Work order
Of all the lines below, output only those starting at the one with "filename crates/meterbridge-core/src/metering/mod.rs" and ending at the one with "immutable per-chunk result", both ends included, exactly as written.

Raw data
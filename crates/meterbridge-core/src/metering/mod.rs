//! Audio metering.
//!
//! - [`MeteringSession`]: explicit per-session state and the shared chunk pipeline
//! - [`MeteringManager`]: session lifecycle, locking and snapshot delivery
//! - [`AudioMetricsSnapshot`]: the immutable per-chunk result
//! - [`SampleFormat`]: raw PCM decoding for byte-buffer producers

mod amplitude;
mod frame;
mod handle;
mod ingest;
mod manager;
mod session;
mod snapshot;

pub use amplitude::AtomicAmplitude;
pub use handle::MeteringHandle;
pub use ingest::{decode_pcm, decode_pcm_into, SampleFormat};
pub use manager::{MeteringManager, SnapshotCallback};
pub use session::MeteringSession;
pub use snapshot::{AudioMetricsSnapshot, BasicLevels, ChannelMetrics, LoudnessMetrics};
* * *
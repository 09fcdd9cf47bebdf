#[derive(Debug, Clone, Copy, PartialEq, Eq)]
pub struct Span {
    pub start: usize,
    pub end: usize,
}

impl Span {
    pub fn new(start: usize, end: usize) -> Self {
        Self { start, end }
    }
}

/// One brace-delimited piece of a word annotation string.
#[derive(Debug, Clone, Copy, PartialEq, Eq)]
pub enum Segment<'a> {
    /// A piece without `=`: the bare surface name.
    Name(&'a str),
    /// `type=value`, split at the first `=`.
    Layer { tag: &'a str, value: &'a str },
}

Response
filename crates/meterbridge-core/src/metering/mod.rs
//! Audio metering.
//!
//! - [`MeteringSession`]: explicit per-session state and the shared chunk pipeline
//! - [`MeteringManager`]: session lifecycle, locking and snapshot delivery
//! - [`AudioMetricsSnapshot`]: the immutable per-chunk result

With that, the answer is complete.